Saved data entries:
- Opening Delimiter -

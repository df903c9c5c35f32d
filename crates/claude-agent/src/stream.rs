use std::pin::Pin;
use std::task::{Context, Poll};
use std::time::Duration;

use futures::Stream;
use tokio::sync::mpsc;
use tokio_util::sync::CancellationToken;

use crate::process::ClaudeProcess;
use crate::types::{Message, QueryOptions};
use crate::{ClaudeAgentError, Result};

// ─── QueryStream ──────────────────────────────────────────────────────────

/// An async stream of [`Message`]s from a Claude subprocess.
///
/// A background task owns the [`ClaudeProcess`] and forwards messages over an
/// mpsc channel until the terminal `Result`, process exit, or cancellation.
/// The cancellation token from [`QueryOptions::cancel`] is raced against every
/// read, so a stalled process is interrupted too. Once it fires the task sends
/// [`ClaudeAgentError::Cancelled`] and asks the CLI to stop with SIGTERM. The
/// CLI gets [`CANCEL_GRACE`] to wind down on its own and is only killed if it
/// is still running after that. Dropping the stream stops the task on its next
/// send.
pub struct QueryStream {
    rx: mpsc::Receiver<Result<Message>>,
}

impl QueryStream {
    pub(crate) fn new(prompt: String, mut opts: QueryOptions) -> Self {
        let (tx, rx) = mpsc::channel(32);
        let cancel = opts.cancel.take().unwrap_or_default();

        tokio::spawn(async move {
            if cancel.is_cancelled() {
                let _ = tx.send(Err(ClaudeAgentError::Cancelled)).await;
                return;
            }

            let mut process = match ClaudeProcess::spawn(&prompt, &opts).await {
                Ok(p) => p,
                Err(e) => {
                    let _ = tx.send(Err(e)).await;
                    return;
                }
            };

            let outcome = pump(&mut process, &tx, &cancel).await;

            if outcome == Pump::Eof {
                if let Some(exit_err) = process.wait_exit_error().await {
                    let _ = tx.send(Err(exit_err)).await;
                }
            }

            shut_down(&mut process, &outcome).await;
        });

        QueryStream { rx }
    }

    /// Wrap a raw receiver, for callers that fabricate message sequences.
    pub fn from_channel(rx: mpsc::Receiver<Result<Message>>) -> Self {
        Self { rx }
    }
}

#[derive(Debug, PartialEq, Eq)]
enum Pump {
    /// Terminal result forwarded.
    Finished,
    /// Stdout closed before a result.
    Eof,
    /// Cancellation token fired.
    Cancelled,
    /// Read error or receiver dropped.
    Stopped,
}

/// How long a cancelled CLI may take to exit after SIGTERM.
pub const CANCEL_GRACE: Duration = Duration::from_secs(5);

async fn shut_down(process: &mut ClaudeProcess, outcome: &Pump) {
    match outcome {
        Pump::Cancelled => process.terminate(CANCEL_GRACE).await,
        _ => process.kill().await,
    }
}

async fn pump(
    process: &mut ClaudeProcess,
    tx: &mpsc::Sender<Result<Message>>,
    cancel: &CancellationToken,
) -> Pump {
    loop {
        let next = tokio::select! {
            biased;
            _ = cancel.cancelled() => {
                tracing::debug!("query cancelled; stopping claude process");
                let _ = tx.send(Err(ClaudeAgentError::Cancelled)).await;
                return Pump::Cancelled;
            }
            next = process.next_message() => next,
        };

        match next {
            Err(e) => {
                let _ = tx.send(Err(e)).await;
                return Pump::Stopped;
            }
            Ok(None) => return Pump::Eof,
            Ok(Some(msg)) => {
                let is_terminal = matches!(msg, Message::Result(_));
                if tx.send(Ok(msg)).await.is_err() {
                    return Pump::Stopped;
                }
                if is_terminal {
                    return Pump::Finished;
                }
            }
        }
    }
}

impl Stream for QueryStream {
    type Item = Result<Message>;

    fn poll_next(mut self: Pin<&mut Self>, cx: &mut Context<'_>) -> Poll<Option<Self::Item>> {
        self.rx.poll_recv(cx)
    }
}

// ─── Tests ────────────────────────────────────────────────────────────────

#[cfg(test)]
mod tests {
    use super::*;
    use crate::types::ResultMessage;
    use futures::StreamExt;
    use std::io::Write;
    use tempfile::NamedTempFile;
    use tokio::process::Command;

    /// Run `sh -c script` as the mock claude process and pump it.
    fn mock_stream(script: String, cancel: CancellationToken) -> QueryStream {
        let (tx, rx) = mpsc::channel(32);

        tokio::spawn(async move {
            let mut cmd = Command::new("sh");
            cmd.arg("-c").arg(script);
            let mut process = ClaudeProcess::spawn_command(cmd).unwrap();
            let outcome = pump(&mut process, &tx, &cancel).await;
            shut_down(&mut process, &outcome).await;
        });

        QueryStream { rx }
    }

    fn cat_lines(lines: &[&str]) -> (String, NamedTempFile) {
        let mut f = NamedTempFile::new().unwrap();
        for line in lines {
            writeln!(f, "{}", line).unwrap();
        }
        (format!("cat '{}'", f.path().display()), f)
    }

    const INIT_LINE: &str = r#"{"type":"system","subtype":"init","session_id":"s1","model":"m","tools":[],"cwd":"/tmp"}"#;
    const TEXT_LINE: &str = r#"{"type":"assistant","session_id":"s1","parent_tool_use_id":null,"message":{"id":"m1","role":"assistant","model":"m","content":[{"type":"text","text":"Working on it"}]}}"#;
    const RESULT_LINE: &str = r#"{"type":"result","subtype":"success","session_id":"s1","result":"Hello from mock!","duration_ms":1,"is_error":false,"num_turns":1,"total_cost_usd":0.0}"#;

    #[tokio::test]
    async fn stream_yields_all_messages() {
        let (script, _f) = cat_lines(&[INIT_LINE, TEXT_LINE, RESULT_LINE]);
        let messages: Vec<_> = mock_stream(script, CancellationToken::new()).collect().await;
        assert_eq!(messages.len(), 3);
        assert!(messages.iter().all(|m| m.is_ok()));
    }

    #[tokio::test]
    async fn stream_terminates_after_result() {
        let (script, _f) = cat_lines(&[INIT_LINE, RESULT_LINE, INIT_LINE]);
        let messages: Vec<_> = mock_stream(script, CancellationToken::new()).collect().await;
        assert_eq!(messages.len(), 2);
        let last = messages.last().unwrap().as_ref().unwrap();
        assert!(matches!(last, Message::Result(ResultMessage::Success(_))));
    }

    #[tokio::test]
    async fn stream_skips_unmodelled_and_blank_lines() {
        let (script, _f) = cat_lines(&[
            INIT_LINE,
            "",
            r#"{"type":"rate_limit_event","session_id":"s1"}"#,
            RESULT_LINE,
        ]);
        let messages: Vec<_> = mock_stream(script, CancellationToken::new()).collect().await;
        assert_eq!(messages.len(), 2);
        assert_eq!(messages[0].as_ref().unwrap().session_id(), "s1");
    }

    #[tokio::test]
    async fn cancellation_stops_a_stalled_process() {
        let script = format!("echo '{INIT_LINE}'; sleep 30");
        let cancel = CancellationToken::new();
        let mut stream = mock_stream(script, cancel.clone());

        let first = stream.next().await.unwrap().unwrap();
        assert!(matches!(first, Message::System(_)));

        cancel.cancel();
        let next = tokio::time::timeout(std::time::Duration::from_secs(5), stream.next())
            .await
            .expect("stream must end promptly after cancel");
        assert!(matches!(next, Some(Err(ClaudeAgentError::Cancelled))));
        assert!(stream.next().await.is_none());
    }

    #[tokio::test]
    async fn cancellation_lets_the_process_wind_down() {
        let dir = tempfile::TempDir::new().unwrap();
        let marker = dir.path().join("wound-down");
        let script = format!(
            "trap 'echo bye > \"{}\"; exit 0' TERM; echo '{INIT_LINE}'; while :; do sleep 0.1; done",
            marker.display()
        );
        let cancel = CancellationToken::new();
        let mut stream = mock_stream(script, cancel.clone());

        assert!(matches!(stream.next().await, Some(Ok(Message::System(_)))));
        cancel.cancel();
        assert!(matches!(stream.next().await, Some(Err(ClaudeAgentError::Cancelled))));
        assert!(stream.next().await.is_none());

        assert_eq!(std::fs::read_to_string(&marker).unwrap(), "bye\n");
    }

    #[tokio::test]
    async fn pre_cancelled_query_never_spawns() {
        let cancel = CancellationToken::new();
        cancel.cancel();
        let opts = QueryOptions {
            path_to_executable: Some("/definitely/not/claude".into()),
            cancel: Some(cancel),
            ..Default::default()
        };
        let messages: Vec<_> = QueryStream::new("hi".into(), opts).collect().await;
        assert_eq!(messages.len(), 1);
        assert!(matches!(messages[0], Err(ClaudeAgentError::Cancelled)));
    }
}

- Closing Delimiter -

About this exercise: Select and copy each line from the data that includes the word "display".

Written answer:
        (format!("cat '{}'", f.path().display()), f)
            marker.display()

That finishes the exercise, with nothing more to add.